みっちりとテニス漬けの一日も終わり、さっと汗を流し皆で夕食を取った後、無情にも跡部から始まりを告げられた課題タイム。自力では宿題を終わらせられそうにない、がっくんやジロちゃんは言わずもがな。教科の好き嫌いが激しい宍戸や忍足に取っても救済措置の筈だが、全員が疲労困憊で文句たらたらだ。

勉強の得意な跡部と茉奈莉ちゃんは、当然のように教える側。あたしは勿論教えを乞う側だが、今年は奇跡的に合宿への期待感から殆どの宿題を終え、残す所あと一つまで来ていた。が、その一つが曲者だった――


「跡部、茉奈莉ちゃん。あたし、自分の部屋で課題やってくるね」
「あ?…あぁ、わかった」
「頑張ってー、千花ちゃんっ」




ひらひらと手を振って自室に戻る。備え付けられた机に向かい、広げたのは英字用の原稿用紙。英語で将来の展望、夢、目標を書けというシンプルな課題。なのに、今のあたしには酷く重たい難題だった。

将来なんて遠い話の筈だったのに、この合宿が終われば新学期が始まって、選択科目ごとのクラスに振るい分けられるのだ。氷帝では殆どの生徒がそのまま高校に進む分、学習の進度が速い。従って進路指導も早く行われる。早く目標が決まるほど、学則の「文武両道」も達成できる――とは、進路指導の担当でもある榊監督のお言葉だ。

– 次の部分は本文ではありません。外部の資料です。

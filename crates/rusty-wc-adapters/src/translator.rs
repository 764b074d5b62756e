//! Maps EIP-155 session requests onto wallet actions.

use alloy::primitives::{hex, Address, Bytes};
use serde_json::Value;
use tracing::debug;

use rusty_wc_core::{
    parse_eip155_address, ActionTranslatorPort, PortError, RpcServer, Session, SessionRequest,
    SignatureMethod, WalletAction, WcMethod,
};

#[derive(Debug, Clone, Default)]
pub struct Eip155ActionTranslator {
    pub allow_eth_sign: bool,
}

impl Eip155ActionTranslator {
    pub fn new(allow_eth_sign: bool) -> Self {
        Self { allow_eth_sign }
    }
}

fn params(request: &SessionRequest) -> Result<&[Value], PortError> {
    request
        .params
        .as_array()
        .map(Vec::as_slice)
        .ok_or_else(|| PortError::Validation(format!("{} params must be an array", request.method)))
}

fn param<'a>(params: &'a [Value], idx: usize, method: &str) -> Result<&'a Value, PortError> {
    params
        .get(idx)
        .ok_or_else(|| PortError::Validation(format!("{method} is missing param {idx}")))
}

fn address_param(value: &Value, method: &str) -> Result<Address, PortError> {
    let raw = value
        .as_str()
        .ok_or_else(|| PortError::Validation(format!("{method} address must be a string")))?;
    parse_eip155_address(raw).map_err(|e| PortError::Validation(e.to_string()))
}

/// Hex payloads are decoded; anything else is signed as UTF-8 text.
fn message_bytes(value: &Value, method: &str) -> Result<Bytes, PortError> {
    let raw = value
        .as_str()
        .ok_or_else(|| PortError::Validation(format!("{method} message must be a string")))?;
    if let Some(stripped) = raw.strip_prefix("0x") {
        if let Ok(bytes) = hex::decode(stripped) {
            return Ok(Bytes::from(bytes));
        }
    }
    Ok(Bytes::copy_from_slice(raw.as_bytes()))
}

fn typed_data(value: &Value, method: &str) -> Result<Value, PortError> {
    match value {
        Value::String(raw) => serde_json::from_str(raw)
            .map_err(|e| PortError::Validation(format!("{method} typed data is not JSON: {e}"))),
        Value::Object(_) => Ok(value.clone()),
        _ => Err(PortError::Validation(format!(
            "{method} typed data must be an object"
        ))),
    }
}

fn parse_quantity(raw: &str) -> Option<u64> {
    match raw.strip_prefix("0x").or_else(|| raw.strip_prefix("0X")) {
        Some(hex) => u64::from_str_radix(hex, 16).ok(),
        None => raw.parse().ok(),
    }
}

impl Eip155ActionTranslator {
    fn session_signer(
        &self,
        address: Address,
        server: RpcServer,
        session: &Session,
    ) -> Result<Address, PortError> {
        let chain = server.to_chain_id();
        if session.accounts_on(&chain).any(|a| a.address() == address) {
            Ok(address)
        } else {
            Err(PortError::Policy(format!(
                "{address} is not a session account on {chain}"
            )))
        }
    }

    fn transaction(
        &self,
        request: &SessionRequest,
        server: RpcServer,
        session: &Session,
    ) -> Result<(Address, Value), PortError> {
        let params = params(request)?;
        let tx = param(params, 0, &request.method)?;
        if !tx.is_object() {
            return Err(PortError::Validation(format!(
                "{} transaction must be an object",
                request.method
            )));
        }
        let from = tx
            .get("from")
            .ok_or_else(|| PortError::Validation(format!("{} is missing from", request.method)))?;
        let from = self.session_signer(address_param(from, &request.method)?, server, session)?;
        Ok((from, tx.clone()))
    }
}

impl ActionTranslatorPort for Eip155ActionTranslator {
    fn translate(
        &self,
        request: &SessionRequest,
        server: RpcServer,
        session: &Session,
    ) -> Result<WalletAction, PortError> {
        let method = WcMethod::from_method(&request.method).ok_or_else(|| {
            PortError::Validation(format!("unsupported method: {}", request.method))
        })?;
        debug!(request_id = request.id, method = method.as_str(), %server, "translating request");

        match method {
            WcMethod::PersonalSign => {
                let params = params(request)?;
                let first = param(params, 0, &request.method)?;
                let second = param(params, 1, &request.method)?;
                // Some dApps send [address, message]; accept both orders.
                let (message, address) = match (
                    address_param(second, &request.method),
                    address_param(first, &request.method),
                ) {
                    (Ok(address), _) => (first, address),
                    (Err(_), Ok(address)) => (second, address),
                    (Err(e), Err(_)) => return Err(e),
                };
                Ok(WalletAction::SignMessage {
                    method: SignatureMethod::PersonalSign,
                    signer: self.session_signer(address, server, session)?,
                    message: message_bytes(message, &request.method)?,
                })
            }
            WcMethod::EthSign => {
                if !self.allow_eth_sign {
                    return Err(PortError::Policy("eth_sign is disabled".to_owned()));
                }
                let params = params(request)?;
                let address = address_param(param(params, 0, &request.method)?, &request.method)?;
                Ok(WalletAction::SignMessage {
                    method: SignatureMethod::EthSign,
                    signer: self.session_signer(address, server, session)?,
                    message: message_bytes(param(params, 1, &request.method)?, &request.method)?,
                })
            }
            WcMethod::EthSignTypedData | WcMethod::EthSignTypedDataV4 => {
                let params = params(request)?;
                let address = address_param(param(params, 0, &request.method)?, &request.method)?;
                let method = if method == WcMethod::EthSignTypedData {
                    SignatureMethod::EthSignTypedData
                } else {
                    SignatureMethod::EthSignTypedDataV4
                };
                Ok(WalletAction::SignTypedData {
                    method,
                    signer: self.session_signer(address, server, session)?,
                    typed_data: typed_data(param(params, 1, &request.method)?, &request.method)?,
                })
            }
            WcMethod::EthSendTransaction => {
                let (from, transaction) = self.transaction(request, server, session)?;
                Ok(WalletAction::SendTransaction { from, transaction })
            }
            WcMethod::EthSignTransaction => {
                let (from, transaction) = self.transaction(request, server, session)?;
                Ok(WalletAction::SignTransaction { from, transaction })
            }
            WcMethod::WalletSwitchEthereumChain => {
                let params = params(request)?;
                let chain_id = param(params, 0, &request.method)?
                    .get("chainId")
                    .and_then(Value::as_str)
                    .and_then(parse_quantity)
                    .ok_or_else(|| {
                        PortError::Validation("wallet_switchEthereumChain needs a chainId".to_owned())
                    })?;
                let target = RpcServer::from_chain_id(chain_id);
                if !session.grants_chain(&target.to_chain_id()) {
                    return Err(PortError::Policy(format!(
                        "session does not include {target}"
                    )));
                }
                Ok(WalletAction::SwitchChain { server: target })
            }
        }
    }
}
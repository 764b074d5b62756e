use std::collections::BTreeSet;

use alloy::primitives::Address;
use tracing::info;

use rusty_wc_core::{Account, PortError, SessionProposal, SignerPort};

/// Authorizes an approval only when every granted account is held by the
/// local keystore.
#[derive(Debug, Clone, Default)]
pub struct KeystoreSigner {
    addresses: BTreeSet<Address>,
}

impl KeystoreSigner {
    pub fn new(addresses: impl IntoIterator<Item = Address>) -> Self {
        Self {
            addresses: addresses.into_iter().collect(),
        }
    }

    pub fn from_accounts(accounts: &[Account]) -> Self {
        Self::new(accounts.iter().map(Account::address))
    }

    pub fn holds(&self, address: Address) -> bool {
        self.addresses.contains(&address)
    }
}

impl SignerPort for KeystoreSigner {
    fn authorize_approval(
        &self,
        proposal: &SessionProposal,
        accounts: &[Account],
    ) -> Result<(), PortError> {
        if accounts.is_empty() {
            return Err(PortError::Policy("no accounts to approve".to_owned()));
        }
        if let Some(foreign) = accounts.iter().find(|a| !self.holds(a.address())) {
            info!(proposal_id = proposal.id, account = %foreign, "account not in keystore");
            return Err(PortError::Policy(format!(
                "account {foreign} is not held by this wallet"
            )));
        }
        Ok(())
    }
}
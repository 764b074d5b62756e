mod common;

use rusty_wc_core::{
    BrokerCommand, BrokerConfig, BrokerNotification, EmptySessionPolicy, ProtocolCommand,
    ProtocolReason,
};

use common::{account, establish_session, new_broker, new_broker_with};

#[test]
fn emptied_session_is_kept_by_default() {
    let mut broker = new_broker(vec![account(1)]);
    establish_session(&mut broker, 1, "topic-a", &["eip155:1"]);
    let before = broker.session("topic-a").expect("settled");

    broker
        .chains
        .set_accounts(vec![account(137)])
        .expect("set accounts");
    broker
        .handle(BrokerCommand::ActiveAccountsChanged)
        .expect("accounts changed");

    assert_eq!(broker.session("topic-a"), Some(before));
    assert!(broker.protocol.sent().expect("sent").is_empty());
}

#[test]
fn emptied_session_is_disconnected_when_configured() {
    let config = BrokerConfig {
        empty_session_policy: EmptySessionPolicy::Disconnect,
        ..Default::default()
    };
    let mut broker = new_broker_with(vec![account(1)], config, false);
    establish_session(&mut broker, 1, "topic-a", &["eip155:1"]);

    broker.chains.set_accounts(Vec::new()).expect("set accounts");
    broker
        .handle(BrokerCommand::ActiveAccountsChanged)
        .expect("accounts changed");

    assert!(broker.session("topic-a").is_none());
    let sent = broker.protocol.sent().expect("sent");
    assert!(matches!(
        sent.as_slice(),
        [ProtocolCommand::Disconnect { topic, reason }]
            if topic == "topic-a" && reason.code == ProtocolReason::USER_DISCONNECTED
    ));
    assert!(broker
        .notifier
        .notifications()
        .iter()
        .any(|n| matches!(n, BrokerNotification::SessionsChanged { sessions } if sessions.is_empty())));
}

#[test]
fn newly_enabled_requested_chain_is_pushed_to_the_peer() {
    let mut broker = new_broker(vec![account(1)]);
    establish_session(&mut broker, 1, "topic-a", &["eip155:1", "eip155:137"]);

    broker
        .chains
        .set_accounts(vec![account(1), account(137)])
        .expect("set accounts");
    broker
        .handle(BrokerCommand::ActiveAccountsChanged)
        .expect("accounts changed");

    let sent = broker.protocol.sent().expect("sent");
    let [ProtocolCommand::Update { topic, namespaces }] = sent.as_slice() else {
        panic!("expected one update, got {sent:?}");
    };
    assert_eq!(topic, "topic-a");
    assert_eq!(namespaces["eip155"].accounts, vec![account(1), account(137)]);
    assert_eq!(
        broker.session("topic-a").map(|s| s.namespaces),
        Some(namespaces.clone())
    );
}

#[test]
fn unchanged_accounts_send_nothing() {
    let mut broker = new_broker(vec![account(1)]);
    establish_session(&mut broker, 1, "topic-a", &["eip155:1"]);

    broker
        .handle(BrokerCommand::ActiveAccountsChanged)
        .expect("accounts changed");
    assert!(broker.protocol.sent().expect("sent").is_empty());
    assert!(broker.notifier.notifications().is_empty());
}

#[test]
fn unrequested_chain_is_never_added() {
    let mut broker = new_broker(vec![account(1)]);
    establish_session(&mut broker, 1, "topic-a", &["eip155:1"]);

    broker
        .chains
        .set_accounts(vec![account(1), account(10)])
        .expect("set accounts");
    broker
        .handle(BrokerCommand::ActiveAccountsChanged)
        .expect("accounts changed");
    assert!(broker.protocol.sent().expect("sent").is_empty());
}
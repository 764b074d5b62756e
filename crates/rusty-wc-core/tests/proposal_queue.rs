use rusty_wc_core::{
    BacklogOrder, DappMetadata, ProposalQueue, QueueState, SessionProposal, TimestampMs,
};

fn proposal(id: u64) -> SessionProposal {
    SessionProposal {
        id,
        proposer: DappMetadata {
            name: format!("dApp {id}"),
            url: format!("https://dapp{id}.example"),
            ..Default::default()
        },
        required_namespaces: Default::default(),
        expires_at_ms: None,
    }
}

fn drain(mut q: ProposalQueue) -> Vec<u64> {
    let mut order = Vec::new();
    while let Some(current) = q.current() {
        order.push(current.id);
        q.resolve_current(TimestampMs(0));
    }
    order
}

#[test]
fn only_first_proposal_is_surfaced() {
    let mut q = ProposalQueue::new(BacklogOrder::Lifo);
    assert!(q.enqueue(proposal(1), TimestampMs(1)).is_some());
    assert!(q.enqueue(proposal(2), TimestampMs(2)).is_none());
    assert!(q.enqueue(proposal(3), TimestampMs(3)).is_none());
    assert_eq!(q.current().map(|p| p.id), Some(1));
    assert_eq!(q.backlog_len(), 2);
    assert!(matches!(q.state(), QueueState::AwaitingDecision { .. }));
}

#[test]
fn lifo_backlog_surfaces_newest_next() {
    let mut q = ProposalQueue::new(BacklogOrder::Lifo);
    for id in 1..=4 {
        q.enqueue(proposal(id), TimestampMs(id));
    }
    assert_eq!(drain(q), vec![1, 4, 3, 2]);
}

#[test]
fn fifo_backlog_surfaces_oldest_next() {
    let mut q = ProposalQueue::new(BacklogOrder::Fifo);
    for id in 1..=4 {
        q.enqueue(proposal(id), TimestampMs(id));
    }
    assert_eq!(drain(q), vec![1, 2, 3, 4]);
}
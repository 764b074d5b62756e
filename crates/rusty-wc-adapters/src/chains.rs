use std::sync::{Arc, RwLock};

use rusty_wc_core::{Account, ActiveChainsPort, PortError};

/// Wallet accounts as configured; the wallet side replaces them and then
/// sends `ActiveAccountsChanged`.
#[derive(Debug, Clone, Default)]
pub struct StaticActiveChains {
    accounts: Arc<RwLock<Vec<Account>>>,
}

impl StaticActiveChains {
    pub fn new(accounts: Vec<Account>) -> Self {
        Self {
            accounts: Arc::new(RwLock::new(accounts)),
        }
    }

    pub fn set_accounts(&self, accounts: Vec<Account>) -> Result<(), PortError> {
        let mut g = self
            .accounts
            .write()
            .map_err(|e| PortError::Transport(format!("active chains lock poisoned: {e}")))?;
        *g = accounts;
        Ok(())
    }
}

impl ActiveChainsPort for StaticActiveChains {
    fn active_accounts(&self) -> Result<Vec<Account>, PortError> {
        let g = self
            .accounts
            .read()
            .map_err(|e| PortError::Transport(format!("active chains lock poisoned: {e}")))?;
        Ok(g.clone())
    }
}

昔から英語が好きで、興味があって、文系のクラスを取ることに迷いはなかった。そこには帰国子女で英語ペラペラ、更にフランス語やギリシャ語も齧っている跡部も所属していて、来年も同じクラスになることは確定だ。そしてあたしはどれだけ勉強しても、英語の成績で跡部を追い越すことは出来ていない。



「文武両道って、まさにアイツのための言葉よねー…」



近付けば近付くほど、それが天賦の才なんかじゃなくて、努力の賜物だと知らされる。そして自分の小ささに気付かされるのだ。考えてみれば、氷帝にいるのは茉奈莉ちゃんに誘われたから。テニス部にいるのは、跡部に入らされたから。